Dies aufrechtzuerhalten erwies sich als unmöglich, sobald im Kundenauftrag gedruckt wurde. Es musste einfach eine Menge Erfahrung gesammelt werden, um Fehler zu vermeiden. Die erreicht man aber nur, wenn man sich kontinuierlich weiter qualifizieren kann. Nach sehr viel Stress und Diskussion wurde die allgemeine Rotation für diesen Bereich abgeschafft. Es bildete sich ein festes Druckerei-Team heraus. In diesem wurde dann intern nach wie vor zwischen den verschiedenen Tätigkeiten (Arbeiten am Leuchttisch, an der Kamera, an der Druckmaschine) gewechselt.
Die weitere Entwicklung der Druckerei
Die ASH-Druckerei hatte bald einen guten Namen in der Szene. Neben Broschüren etwa zu Gorleben oder zur Startbahn West wurde alles gedruckt, was anfiel. Ein sehr guter und freundschaftlicher Kontakt entwickelte sich aus anfänglichen Druckaufträgen zur ‚Blätterwald e.G.‘, die mit 15 Mitarbeitern einen Vertrieb von Produkten aus Umweltschutzpapier aufgebaut hatte und diese Produkte auch selbst herstellte.

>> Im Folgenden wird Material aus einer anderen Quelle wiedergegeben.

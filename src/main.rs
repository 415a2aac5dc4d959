//! Sadhana Server
//!
//! A spiritual practice tracker backend:
//!
//! 1. **Chanting tracker**: Per-day, per-mantra chant counts with free-form
//!    practice notes and a seeded mantra catalog.
//!
//! 2. **Journal and mood log**: Reflective journal entries with guided
//!    prompts, plus one mood entry per user per day.
//!
//! 3. **Practice statistics**: Today/week/month totals, streaks, and
//!    zero-filled analytics series for charting.
//!
//! 4. **Reminder notifications**: Per-user notification schedules (daily
//!    reminders, streak protection, weekly summaries) dispatched over FCM
//!    push by an externally triggered scheduler.

mod auth;
mod dates;
mod error;
mod journal;
mod mantra;
mod notify;
mod persist;
mod state;
mod stats;
mod tracker;

use std::path::PathBuf;
use std::sync::Arc;
use std::time::Duration;

use axum::http::Method;
use axum::response::IntoResponse;
use axum::routing::{get, post};
use axum::{Json, Router};
use chrono::Utc;
use clap::Parser;
use serde_json::json;
use tower_http::cors::{Any, CorsLayer};
use tower_http::trace::TraceLayer;

use notify::push::{FcmClient, PushDelivery, DEFAULT_FCM_ENDPOINT};
use state::{AppConfig, AppState};

// ── CLI Arguments ─────────────────────────────────────────────────────────────

#[derive(Parser, Debug)]
#[command(name = "sadhana-server", version, about = "Spiritual practice tracker server")]
struct Args {
    /// Port to listen on
    #[arg(short, long, default_value_t = 8080, env = "SADHANA_PORT")]
    port: u16,

    /// Directory for persisted JSON collections. Omit for in-memory only.
    #[arg(long, env = "SADHANA_DATA_DIR")]
    data_dir: Option<PathBuf>,

    /// Shared secret required by the scheduled-dispatch endpoints
    #[arg(long, env = "CRON_SECRET")]
    cron_secret: Option<String>,

    /// FCM server key for push delivery. Omit to disable push.
    #[arg(long, env = "FCM_SERVER_KEY")]
    fcm_server_key: Option<String>,

    /// FCM HTTP endpoint
    #[arg(long, default_value = DEFAULT_FCM_ENDPOINT, env = "FCM_ENDPOINT")]
    fcm_endpoint: String,

    /// Session TTL in days
    #[arg(long, default_value_t = 7, env = "SESSION_TTL_DAYS")]
    session_ttl_days: i64,

    /// Expired-session sweep interval in seconds
    #[arg(long, default_value_t = 3600, env = "CLEANUP_INTERVAL_SECS")]
    cleanup_interval_secs: u64,
}

// ── Entry Point ───────────────────────────────────────────────────────────────

#[tokio::main]
async fn main() {
    // Initialize tracing
    tracing_subscriber::fmt()
        .with_env_filter(
            tracing_subscriber::EnvFilter::try_from_default_env()
                .unwrap_or_else(|_| "sadhana_server=info,tower_http=info".into()),
        )
        .init();

    let args = Args::parse();

    let config = AppConfig {
        port: args.port,
        data_dir: args.data_dir,
        cron_secret: args.cron_secret,
        session_ttl_days: args.session_ttl_days,
    };

    let push: Option<Arc<dyn PushDelivery>> = match args.fcm_server_key {
        Some(key) if !key.is_empty() => {
            tracing::info!("FCM push delivery enabled");
            Some(Arc::new(FcmClient::new(key, args.fcm_endpoint)))
        }
        _ => {
            tracing::info!("FCM push delivery disabled (no server key configured)");
            None
        }
    };

    if config.cron_secret.is_none() {
        tracing::warn!("No cron secret configured; dispatch endpoints are disabled");
    }

    let state = AppState::new(config, push);

    let seeded = state.mantras.seed_if_empty(Utc::now());
    if seeded > 0 {
        tracing::info!(count = seeded, "Seeded mantra catalog");
    }

    // Spawn periodic session cleanup task
    let cleanup_state = state.clone();
    let cleanup_interval = args.cleanup_interval_secs;
    tokio::spawn(async move {
        let mut interval = tokio::time::interval(Duration::from_secs(cleanup_interval));
        loop {
            interval.tick().await;
            let removed = cleanup_state.sessions.cleanup_expired(Utc::now());
            if removed > 0 {
                tracing::debug!(removed, "Swept expired sessions");
            }
        }
    });

    // Build router
    let cors = CorsLayer::new()
        .allow_origin(Any)
        .allow_methods([Method::GET, Method::POST, Method::PUT, Method::DELETE])
        .allow_headers(Any);

    let app = Router::new()
        .route("/health", get(health_handler))
        .route("/api/auth/register", post(auth::api::register))
        .route("/api/auth/login", post(auth::api::login))
        .route("/api/auth/logout", post(auth::api::logout))
        .route("/api/auth/me", get(auth::api::me))
        .route("/api/mantras", get(mantra::api::list_mantras))
        .route(
            "/api/chanting-records",
            get(tracker::api::list_records).post(tracker::api::upsert_record),
        )
        .route(
            "/api/chanting-notes",
            get(tracker::api::list_notes).post(tracker::api::create_note),
        )
        .route(
            "/api/journal-entries",
            get(journal::api::list_entries)
                .post(journal::api::create_entry)
                .put(journal::api::update_entry)
                .delete(journal::api::delete_entry),
        )
        .route(
            "/api/mood-entries",
            get(journal::api::list_moods)
                .post(journal::api::upsert_mood)
                .delete(journal::api::delete_mood),
        )
        .route("/api/stats", get(stats::api::get_stats))
        .route("/api/analytics", get(stats::api::get_analytics))
        .route(
            "/api/notifications/settings",
            get(notify::api::get_settings).post(notify::api::update_settings),
        )
        .route(
            "/api/notifications/subscribe",
            post(notify::api::subscribe).delete(notify::api::unsubscribe),
        )
        .route("/api/notifications/test", post(notify::api::send_test))
        .route("/api/notifications/schedule", get(notify::api::get_schedule))
        .route("/api/notifications/send", post(notify::api::dispatch))
        .layer(cors)
        .layer(TraceLayer::new_for_http())
        .with_state(state);

    let addr = format!("0.0.0.0:{}", args.port);
    tracing::info!("Sadhana server starting on {}", addr);

    let listener = tokio::net::TcpListener::bind(&addr)
        .await
        .expect("Failed to bind address");

    axum::serve(listener, app)
        .await
        .expect("Server error");
}

// ── Route Handlers ────────────────────────────────────────────────────────────

/// Health check endpoint.
async fn health_handler() -> impl IntoResponse {
    Json(json!({
        "status": "ok",
        "service": "sadhana-server",
        "version": env!("CARGO_PKG_VERSION"),
    }))
}

// ── Tests ─────────────────────────────────────────────────────────────────────

#[cfg(test)]
mod tests {
    use super::*;

    #[test]
    fn test_health_json_structure() {
        let json_val = json!({
            "status": "ok",
            "service": "sadhana-server",
            "version": env!("CARGO_PKG_VERSION"),
        });
        assert_eq!(json_val["status"], "ok");
        assert_eq!(json_val["service"], "sadhana-server");
    }

    #[test]
    fn test_default_config() {
        let config = AppConfig::default();
        assert_eq!(config.port, 8080);
        assert!(config.data_dir.is_none());
        assert!(config.cron_secret.is_none());
        assert_eq!(config.session_ttl_days, 7);
    }

    #[tokio::test]
    async fn test_state_creation_seeds_nothing_twice() {
        let state = AppState::for_tests();
        let first = state.mantras.seed_if_empty(Utc::now());
        let second = state.mantras.seed_if_empty(Utc::now());
        assert_eq!(first, 5);
        assert_eq!(second, 0);
    }
}
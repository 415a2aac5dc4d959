//! Journal and mood API handlers.
//!
//! - `GET/POST/PUT/DELETE /api/journal-entries` — id-addressed CRUD
//! - `GET/POST/DELETE /api/mood-entries`        — (user, day) upsert

use axum::extract::{Query, State};
use axum::Json;
use chrono::Utc;
use serde::Deserialize;
use serde_json::json;

use super::store::JournalPatch;
use super::types::{JournalEntry, Mood, MoodEntry, ReflectionPrompt};
use crate::dates;
use crate::error::{ApiError, ApiResult};
use crate::state::AppState;

#[derive(Debug, Deserialize)]
pub struct EntryListQuery {
    pub user_id: Option<String>,
    pub date: Option<String>,
    pub from_date: Option<String>,
    pub to_date: Option<String>,
}

#[derive(Debug, Deserialize)]
pub struct IdQuery {
    pub id: Option<String>,
}

#[derive(Debug, Deserialize)]
pub struct CreateJournalRequest {
    pub user_id: Option<String>,
    pub date: Option<String>,
    pub title: Option<String>,
    pub content: Option<String>,
    pub reflection_prompts: Option<Vec<ReflectionPrompt>>,
    pub tags: Option<Vec<String>>,
    pub is_private: Option<bool>,
}

#[derive(Debug, Deserialize)]
pub struct UpdateJournalRequest {
    pub title: Option<String>,
    pub content: Option<String>,
    pub reflection_prompts: Option<Vec<ReflectionPrompt>>,
    pub tags: Option<Vec<String>>,
    pub is_private: Option<bool>,
}

#[derive(Debug, Deserialize)]
pub struct UpsertMoodRequest {
    pub user_id: Option<String>,
    pub date: Option<String>,
    pub mood: Option<Mood>,
    pub intensity: Option<u8>,
    pub note: Option<String>,
}

fn day_filters(
    query: &EntryListQuery,
) -> ApiResult<(Option<String>, Option<String>, Option<String>)> {
    Ok((
        query.date.as_deref().map(dates::normalize_day).transpose()?,
        query
            .from_date
            .as_deref()
            .map(dates::normalize_day)
            .transpose()?,
        query
            .to_date
            .as_deref()
            .map(dates::normalize_day)
            .transpose()?,
    ))
}

// ── Journal Entries ──────────────────────────────────────────────────────────

/// GET /api/journal-entries
pub async fn list_entries(
    State(state): State<AppState>,
    Query(query): Query<EntryListQuery>,
) -> ApiResult<Json<Vec<JournalEntry>>> {
    let user_id = query
        .user_id
        .clone()
        .ok_or_else(|| ApiError::missing("user_id is"))?;
    let (date, from_date, to_date) = day_filters(&query)?;

    Ok(Json(state.journal.list(
        &user_id,
        date.as_deref(),
        from_date.as_deref(),
        to_date.as_deref(),
    )))
}

/// POST /api/journal-entries
pub async fn create_entry(
    State(state): State<AppState>,
    Json(request): Json<CreateJournalRequest>,
) -> ApiResult<Json<JournalEntry>> {
    let (user_id, date, title, content) = match (
        request.user_id,
        request.date,
        request.title,
        request.content,
    ) {
        (Some(u), Some(d), Some(t), Some(c))
            if !u.is_empty() && !t.is_empty() && !c.is_empty() =>
        {
            (u, d, t, c)
        }
        _ => {
            return Err(ApiError::missing(
                "user_id, date, title, and content are",
            ));
        }
    };

    let date = dates::normalize_day(&date)?;
    let entry = state.journal.create(
        &user_id,
        &date,
        &title,
        &content,
        request.reflection_prompts.unwrap_or_default(),
        request.tags.unwrap_or_default(),
        request.is_private.unwrap_or(true),
        Utc::now(),
    );
    Ok(Json(entry))
}

/// PUT /api/journal-entries?id=
pub async fn update_entry(
    State(state): State<AppState>,
    Query(query): Query<IdQuery>,
    Json(request): Json<UpdateJournalRequest>,
) -> ApiResult<Json<JournalEntry>> {
    let id = query.id.ok_or_else(|| ApiError::missing("id is"))?;

    let patch = JournalPatch {
        title: request.title,
        content: request.content,
        reflection_prompts: request.reflection_prompts,
        tags: request.tags,
        is_private: request.is_private,
    };
    let entry = state.journal.update(&id, patch, Utc::now())?;
    Ok(Json(entry))
}

/// DELETE /api/journal-entries?id=
pub async fn delete_entry(
    State(state): State<AppState>,
    Query(query): Query<IdQuery>,
) -> ApiResult<Json<serde_json::Value>> {
    let id = query.id.ok_or_else(|| ApiError::missing("id is"))?;
    state.journal.delete(&id)?;
    Ok(Json(json!({ "success": true })))
}

// ── Mood Entries ─────────────────────────────────────────────────────────────

/// GET /api/mood-entries
pub async fn list_moods(
    State(state): State<AppState>,
    Query(query): Query<EntryListQuery>,
) -> ApiResult<Json<Vec<MoodEntry>>> {
    let user_id = query
        .user_id
        .clone()
        .ok_or_else(|| ApiError::missing("user_id is"))?;
    let (date, from_date, to_date) = day_filters(&query)?;

    Ok(Json(state.moods.list(
        &user_id,
        date.as_deref(),
        from_date.as_deref(),
        to_date.as_deref(),
    )))
}

/// POST /api/mood-entries
///
/// Upsert by (user, day). Intensity must sit in [1, 5].
pub async fn upsert_mood(
    State(state): State<AppState>,
    Json(request): Json<UpsertMoodRequest>,
) -> ApiResult<Json<MoodEntry>> {
    let (user_id, date, mood, intensity) = match (
        request.user_id,
        request.date,
        request.mood,
        request.intensity,
    ) {
        (Some(u), Some(d), Some(m), Some(i)) if !u.is_empty() => (u, d, m, i),
        _ => {
            return Err(ApiError::missing(
                "user_id, date, mood, and intensity are",
            ));
        }
    };

    if !(1..=5).contains(&intensity) {
        return Err(ApiError::Validation(
            "intensity must be between 1 and 5".to_string(),
        ));
    }

    let date = dates::normalize_day(&date)?;
    let entry = state
        .moods
        .upsert(&user_id, &date, mood, intensity, request.note, Utc::now());
    Ok(Json(entry))
}

/// DELETE /api/mood-entries?id=
pub async fn delete_mood(
    State(state): State<AppState>,
    Query(query): Query<IdQuery>,
) -> ApiResult<Json<serde_json::Value>> {
    let id = query.id.ok_or_else(|| ApiError::missing("id is"))?;
    state.moods.delete_by_id(&id)?;
    Ok(Json(json!({ "success": true })))
}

Als sich 1984 die Gelegenheit ergab, ein leerstehendes Fabrikgelände in unmittelbarer Nähe zur Krebsmühle anzumieten, zog unsere Druckerei zusammen mit ‚dem Blätterwald‘ dorthin um, blieb aber mit ihren jetzt 4 Druckmaschinen und 5 Mitarbeitern weiter ein Betriebsteil der ASH.